Ciné+ OCS
- Logo of Ciné+ OCS Used since July 3, 2024.
- Country: France
- Broadcast area: France
- Headquarters: Paris, France

Programming
- Languages: French Original audio track
- Picture format: 576i (SDTV) 1080i (HDTV)

Ownership
- Owner: Canal+ Thématiques (Canal+)

History
- Launched: January 7, 1991; 35 years ago
- Former names: CinéCinémas (1991-2002); CinéCinéma (2002-2011); Ciné+ (2011-2024);

Links
- Website: Ciné+ OCS

= Ciné+ OCS =

Ciné+ OCS is a group of French thematic pay television networks operated by Canal+ Thématiques, and distributed by Canal+ on satellite TV, cable, and IPTV.
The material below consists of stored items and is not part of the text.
use super::{mix, EffectMetadata, EffectUnit};
use crate::engine::dsp::svf::Svf;
use crate::engine::params::ParamSpec;

const MS: Option<&str> = Some("ms");

static PARAMS: [ParamSpec; 7] = [
  ParamSpec::new("attack", "Attack", 1.0, 100.0, 10.0, MS),
  ParamSpec::new("release", "Release", 10.0, 1_000.0, 120.0, MS),
  ParamSpec::new("sensitivity", "Sensitivity", 0.0, 10.0, 2.0, None),
  ParamSpec::new("base_freq", "Base Freq", 100.0, 2_000.0, 350.0, Some("Hz")),
  ParamSpec::new("range", "Range", 0.0, 5.0, 3.0, Some("oct")),
  ParamSpec::new("q", "Q", 0.5, 10.0, 3.0, None),
  ParamSpec::new("mix", "Mix", 0.0, 1.0, 1.0, None),
];

pub static METADATA: EffectMetadata = EffectMetadata { id: "autowah", name: "Auto-Wah", parameters: &PARAMS };

#[inline]
fn follower_coeff(ms: f32, sr: f32) -> f32 { (-1.0 / (ms * 0.001 * sr)).exp() }

/// Envelope follower steering a resonant band-pass.
pub struct AutoWah {
  sr: f32,
  svf_l: Svf,
  svf_r: Svf,
  env: f32,
  attack_c: f32,
  release_c: f32,
  sensitivity: f32,
  base_freq: f32,
  range: f32,
  q: f32,
  wet: f32,
}

impl AutoWah {
  pub fn new(sr: f32) -> Self {
    Self {
      sr,
      svf_l: Svf::new(),
      svf_r: Svf::new(),
      env: 0.0,
      attack_c: follower_coeff(PARAMS[0].default, sr),
      release_c: follower_coeff(PARAMS[1].default, sr),
      sensitivity: PARAMS[2].default,
      base_freq: PARAMS[3].default,
      range: PARAMS[4].default,
      q: PARAMS[5].default,
      wet: PARAMS[6].default,
    }
  }

  pub fn envelope(&self) -> f32 { self.env }

  /// Band-pass centre for the current envelope.
  pub fn center(&self) -> f32 {
    self.base_freq * (self.range * (self.env * self.sensitivity).min(1.0)).exp2()
  }
}

impl EffectUnit for AutoWah {
  fn metadata(&self) -> &'static EffectMetadata { &METADATA }

  fn process(&mut self, l: f32, r: f32) -> (f32, f32) {
    let level = 0.5 * (l.abs() + r.abs());
    let c = if level > self.env { self.attack_c } else { self.release_c };
    self.env = c * self.env + (1.0 - c) * level;
    let fc = self.center();
    self.svf_l.set_params(fc, self.q, self.sr);
    self.svf_r.set_params(fc, self.q, self.sr);
    let yl = self.svf_l.process(l).bp;
    let yr = self.svf_r.process(r).bp;
    (mix(l, yl, self.wet), mix(r, yr, self.wet))
  }

  fn apply_param(&mut self, index: usize, value: f32) {
    match index {
      0 => self.attack_c = follower_coeff(value, self.sr),
      1 => self.release_c = follower_coeff(value, self.sr),
      2 => self.sensitivity = value,
      3 => self.base_freq = value,
      4 => self.range = value,
      5 => self.q = value,
      6 => self.wet = value,
      _ => {}
    }
  }

  fn reset(&mut self) {
    self.svf_l.reset();
    self.svf_r.reset();
    self.env = 0.0;
  }
}

#[cfg(test)]
mod tests {
  use super::*;

  #[test]
  fn louder_input_opens_the_filter() {
    let sr = 48_000.0;
    let mut w = AutoWah::new(sr);
    let at_rest = w.center();
    assert_eq!(at_rest, PARAMS[3].default);
    for i in 0..4_800 {
      let x = 0.8 * (std::f32::consts::TAU * 220.0 * i as f32 / sr).sin();
      w.process(x, x);
    }
    assert!(w.center() > 2.0 * at_rest, "{}", w.center());
    for _ in 0..(1.5 * sr) as usize { w.process(0.0, 0.0); }
    assert!(w.envelope() < 1e-3);
  }

  #[test]
  fn centre_never_exceeds_range() {
    let mut w = AutoWah::new(48_000.0);
    w.set_param(2, 10.0);
    for _ in 0..10_000 { w.process(1.0, 1.0); }
    let top = PARAMS[3].default * PARAMS[4].default.exp2();
    assert!(w.center() <= top * 1.0001);
  }
}
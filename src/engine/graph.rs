use crossbeam_channel::{Receiver, Sender, TryRecvError};

use super::allocator::VoiceAllocator;
use super::config::EngineConfig;
use super::dsp::util::{finite_or_zero, soft_clip, Smooth};
use super::fx::chain::FxChain;
use super::fx::EffectSlot;
use super::messages::{EngineMsg, EngineStatus};
use super::params::{Param, SharedParams, SynthParams, PARAM_COUNT};

const MASTER_SMOOTH_MS: f32 = 20.0;

/// Render half of a session. Owns every piece of audio state and is meant to
/// be moved into the device callback; nothing here allocates, locks or blocks
/// once constructed.
pub struct SynthEngine {
  sr: f32,
  block_size: usize,
  voices: VoiceAllocator,
  chain: FxChain,
  params: SharedParams,
  raw: [f32; PARAM_COUNT],
  snapshot: SynthParams,
  master: Smooth,
  rx: Receiver<EngineMsg>,
  status: Sender<EngineStatus>,
  max_drain: usize,
  /// Units that could not be handed back yet because the status queue was full.
  retired: Vec<EffectSlot>,
  last_reported: usize,
  frame_in_block: usize,
}

impl SynthEngine {
  pub fn new(config: &EngineConfig, params: SharedParams, rx: Receiver<EngineMsg>, status: Sender<EngineStatus>) -> Self {
    let config = &config.clone().sanitized();
    let mut raw = [0.0; PARAM_COUNT];
    params.snapshot(&mut raw);
    let snapshot = SynthParams::from_values(&raw);
    Self {
      sr: config.sample_rate,
      block_size: config.block_size.max(1),
      voices: VoiceAllocator::new(config.sample_rate),
      chain: FxChain::with_capacity(config.max_chain_len),
      params,
      raw,
      snapshot,
      master: Smooth::settled(config.sample_rate, MASTER_SMOOTH_MS, snapshot.master_volume),
      rx,
      status,
      max_drain: config.max_drain_per_block.max(1),
      retired: Vec::with_capacity(config.max_chain_len * 2),
      last_reported: 0,
      frame_in_block: 0,
    }
  }

  pub fn sample_rate(&self) -> f32 { self.sr }
  pub fn active_voices(&self) -> usize { self.voices.active_count() }
  pub fn chain_len(&self) -> usize { self.chain.len() }
  pub fn voices(&self) -> &VoiceAllocator { &self.voices }

  /// Apply pending control messages without blocking. Returns how many were
  /// applied; at most `max_drain_per_block` per call.
  pub fn process_messages(&mut self) -> usize {
    let mut drained = 0usize;
    while drained < self.max_drain {
      match self.rx.try_recv() {
        Ok(msg) => self.apply(msg),
        Err(TryRecvError::Empty) | Err(TryRecvError::Disconnected) => break,
      }
      drained += 1;
    }
    drained
  }

  fn apply(&mut self, msg: EngineMsg) {
    match msg {
      EngineMsg::NoteOn { note, vel } => self.voices.note_on(note, vel),
      EngineMsg::NoteOff { note } => self.voices.note_off(note),
      EngineMsg::Aftertouch { value } => self.voices.set_aftertouch(value),
      EngineMsg::PitchBend { semitones } => self.voices.set_pitch_bend(semitones),
      EngineMsg::Sustain { down } => self.voices.set_sustain(down),
      EngineMsg::AllNotesOff => self.voices.all_notes_off(),
      EngineMsg::Panic => self.voices.panic(),
      EngineMsg::InsertEffect { position, slot } => {
        if let Err(slot) = self.chain.insert(position, slot) { self.retire(slot); }
      }
      EngineMsg::RemoveEffect { instance } => {
        if let Some(slot) = self.chain.remove(instance) { self.retire(slot); }
      }
      EngineMsg::MoveEffect { instance, position } => { self.chain.move_to(instance, position); }
      EngineMsg::ReplaceEffect { slot } => {
        let old = self.chain.replace(slot);
        self.retire(old);
      }
      EngineMsg::SetEffectEnabled { instance, enabled } => { self.chain.set_enabled(instance, enabled); }
      EngineMsg::SetEffectParam { instance, index, value } => { self.chain.set_param(instance, index, value); }
    }
  }

  /// Hand a unit back to the control side so its buffers are freed there.
  fn retire(&mut self, slot: EffectSlot) {
    match self.status.try_send(EngineStatus::Retired(slot)) {
      Ok(()) => {}
      Err(e) => {
        let EngineStatus::Retired(slot) = e.into_inner() else { return };
        if self.retired.len() < self.retired.capacity() {
          self.retired.push(slot);
        }
        // graveyard full: dropping here is the last resort
      }
    }
  }

  fn flush_retired(&mut self) {
    while let Some(slot) = self.retired.pop() {
      if let Err(e) = self.status.try_send(EngineStatus::Retired(slot)) {
        if let EngineStatus::Retired(slot) = e.into_inner() { self.retired.push(slot); }
        break;
      }
    }
  }

  fn begin_block(&mut self) {
    self.process_messages();
    self.flush_retired();
    self.params.snapshot(&mut self.raw);
    self.snapshot = SynthParams::from_values(&self.raw);
    self.voices.prepare(&self.snapshot);
    self.frame_in_block = 0;
  }

  fn end_block(&mut self) {
    let n = self.voices.active_count();
    if n != self.last_reported && self.status.try_send(EngineStatus::VoiceCount(n)).is_ok() {
      self.last_reported = n;
    }
  }

  #[inline]
  fn frame(&mut self) -> (f32, f32) {
    let (l, r) = self.voices.next_frame(&self.snapshot);
    let g = self.master.next(self.snapshot.master_volume);
    let (l, r) = self.chain.process(finite_or_zero(l * g), finite_or_zero(r * g));
    (soft_clip(finite_or_zero(l)), soft_clip(finite_or_zero(r)))
  }

  /// Fill an interleaved stereo buffer. Messages and parameters are picked up
  /// once at the start of the call.
  pub fn render_block(&mut self, out: &mut [f32]) {
    self.begin_block();
    for frame in out.chunks_mut(2) {
      let (l, r) = self.frame();
      frame[0] = l;
      if frame.len() > 1 { frame[1] = r; }
    }
    self.end_block();
  }

  /// Single-frame rendering; block-level work happens every `block_size` frames.
  pub fn render_frame(&mut self) -> (f32, f32) {
    if self.frame_in_block == 0 { self.begin_block(); }
    let out = self.frame();
    self.frame_in_block += 1;
    if self.frame_in_block >= self.block_size {
      self.end_block();
      self.frame_in_block = 0;
    }
    out
  }

  /// Current master volume target, as seen by the last snapshot.
  pub fn master_volume(&self) -> f32 { self.raw[Param::MasterVolume as usize] }
}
Launched in 1991, the channels were originally only dedicated to films, with the exception of Ciné+ Frisson which broadcast two television series from 2012 to 2017. Since 3 July 2024, following a merger with OCS, it is now also dedicated to television series.
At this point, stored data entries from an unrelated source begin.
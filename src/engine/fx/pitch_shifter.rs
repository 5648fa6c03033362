use std::f32::consts::PI;

use super::{mix, EffectMetadata, EffectUnit};
use crate::engine::dsp::delay_line::DelayLine;
use crate::engine::dsp::util::semitones_to_ratio;
use crate::engine::params::ParamSpec;

static PARAMS: [ParamSpec; 3] = [
  ParamSpec::new("semitones", "Semitones", -12.0, 12.0, 7.0, Some("st")),
  ParamSpec::new("window", "Window", 20.0, 200.0, 60.0, Some("ms")),
  ParamSpec::new("mix", "Mix", 0.0, 1.0, 1.0, None),
];

pub static METADATA: EffectMetadata = EffectMetadata { id: "pitchshifter", name: "Pitch Shifter", parameters: &PARAMS };

/// How far past the nominal splice point a new grain may start.
const SEARCH_S: f32 = 0.015;
/// Length of the segment compared when choosing a splice.
const CORR_S: f32 = 0.008;
/// Closest a tap may read behind the write head.
const MIN_DELAY: f32 = 2.0;

/// Two read taps sweep a delay line at the resampling rate, crossfaded with
/// complementary Hann gains. When a tap is silent it jumps to a new start
/// point; the jump is chosen by cross-correlation against the other tap so
/// the two stay in phase through the next crossfade.
pub struct PitchShifter {
  sr: f32,
  line_l: DelayLine,
  line_r: DelayLine,
  /// Read delay of each tap, in samples.
  delay: [f32; 2],
  /// Grain position of tap 0 in [0, 1); tap 1 runs half a grain ahead.
  phase: f32,
  ratio: f32,
  /// Grain length in samples.
  grain: f32,
  wet: f32,
  search: usize,
  corr_len: usize,
}

impl PitchShifter {
  pub fn new(sr: f32) -> Self {
    let max_s = PARAMS[1].max * 0.001 + 2.0 * SEARCH_S + CORR_S + 0.005;
    let mut ps = Self {
      sr,
      line_l: DelayLine::with_max_seconds(max_s, sr),
      line_r: DelayLine::with_max_seconds(max_s, sr),
      delay: [MIN_DELAY; 2],
      phase: 0.0,
      ratio: semitones_to_ratio(PARAMS[0].default),
      grain: PARAMS[1].default * 0.001 * sr,
      wet: PARAMS[2].default,
      search: (SEARCH_S * sr) as usize,
      corr_len: ((CORR_S * sr) as usize).max(1),
    };
    ps.delay = [ps.nominal_start(); 2];
    ps
  }

  /// Earliest start delay that keeps a rising tap behind the write head for a whole grain.
  #[inline]
  fn nominal_start(&self) -> f32 { MIN_DELAY + ((self.ratio - 1.0) * self.grain).max(0.0) }

  #[inline]
  fn mono(&self, delay: usize) -> f32 { self.line_l.tap(delay) + self.line_r.tap(delay) }

  /// Restart `tap` at the candidate delay whose recent history best matches the other tap's.
  fn splice(&mut self, tap: usize) {
    let other = self.delay[1 - tap];
    let reference = other.round().max(1.0) as usize;
    let first = self.nominal_start().ceil() as usize + 1;
    let mut best = first;
    let mut best_score = f32::MIN;
    for cand in first..=first + self.search {
      let mut xy = 0.0f32;
      let mut yy = 0.0f32;
      for k in 0..self.corr_len {
        let a = self.mono(reference + k);
        let b = self.mono(cand + k);
        xy += a * b;
        yy += b * b;
      }
      let score = xy / (yy + 1e-9).sqrt();
      if score > best_score {
        best_score = score;
        best = cand;
      }
    }
    let d = other + (best as f32 - reference as f32);
    self.delay[tap] = d.clamp(MIN_DELAY, self.line_l.max_delay());
  }
}

impl EffectUnit for PitchShifter {
  fn metadata(&self) -> &'static EffectMetadata { &METADATA }

  fn process(&mut self, l: f32, r: f32) -> (f32, f32) {
    let ga = (PI * self.phase).sin().powi(2);
    let gb = 1.0 - ga;
    let [da, db] = self.delay;
    let yl = self.line_l.read(da) * ga + self.line_l.read(db) * gb;
    let yr = self.line_r.read(da) * ga + self.line_r.read(db) * gb;
    self.line_l.push(l);
    self.line_r.push(r);

    // delay shrinks when shifting up, grows when shifting down
    let step = 1.0 - self.ratio;
    let max = self.line_l.max_delay();
    for d in self.delay.iter_mut() { *d = (*d + step).clamp(MIN_DELAY, max); }

    let prev = self.phase;
    self.phase += 1.0 / self.grain;
    if self.phase >= 1.0 {
      self.phase = (self.phase - 1.0).min(0.999);
      self.splice(0);
    } else if prev < 0.5 && self.phase >= 0.5 {
      self.splice(1);
    }
    (mix(l, yl, self.wet), mix(r, yr, self.wet))
  }

  fn apply_param(&mut self, index: usize, value: f32) {
    match index {
      0 => self.ratio = semitones_to_ratio(value),
      1 => self.grain = value * 0.001 * self.sr,
      2 => self.wet = value,
      _ => {}
    }
  }

  fn reset(&mut self) {
    self.line_l.clear();
    self.line_r.clear();
    self.phase = 0.0;
    self.delay = [self.nominal_start(); 2];
  }
}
The channels broadcast all foreign films and series in their original language on a secondary audio channel with two subtitling tracks in French, one for translation from a foreign language and the other for the hearing impaired.

In Belgium, Ciné+ became Ciné+ OCS later on 1 October 2024, where it only operates the 3 channels OCS, Ciné+ Frisson and Ciné+ Classic as part of the BeTV bouquet.

==TV channels==

| Channel | Type | Launched | Former names |
|  | Films from 6 months after their theatrical release, new French and international premium series | 7 January 1991 | CinéCinémas (1991-98) CinéCinémas 1 (1998-2002) CinéCinéma (2002-2008) CinéCinéma Premier (2008-11) Ciné+ Premier (2011-24) |
|  | Classic films | CinéCinéfil (1991-98) CinéClassics (1998-2002) CinéCinéma Classic (2002-11) |
|  | Action, thriller and horror films | 27 April 1996 | CinéCinémas Seconde (1996-98) CinéCinémas 3 (1998-2002) CinéCinéma Frisson (2002-11) |
|  | Romantic films and rom-com | CinéCinémas Prime (1996-98) CinéCinémas 2 (1998-2002) CinéCinéma Émotion (2002-11) |
|  | Comedies, family and teen films | 14 September 2002 | CinéCinéma Succès (2002-04) CinéCinéma Famiz (2004-11) Ciné+ Famiz (2011-24) |
|  | Independent and art house films | CinéCinéma Auteur (2002-07) CinéCinéma Culte (2007-08) CinéCinéma Club (2008-11) Ciné+ Club (2011-24) |

===Defunct TV channels===

| Channel | Type | Launched | Closed | Former names |
|---|---|---|---|---|
| CinéCinéma Info | Entertainment industry news and documentaries | May 2000 | October 2006 | Ciné Info (2000-04) |
|  | Hollywood's blockbusters and awards ceremonies | 21 March 2007 | 30 August 2013 | CinéCinéma Star (2007-11) |

==Streaming system==

Logo of Ciné+ à la demande used until 2024.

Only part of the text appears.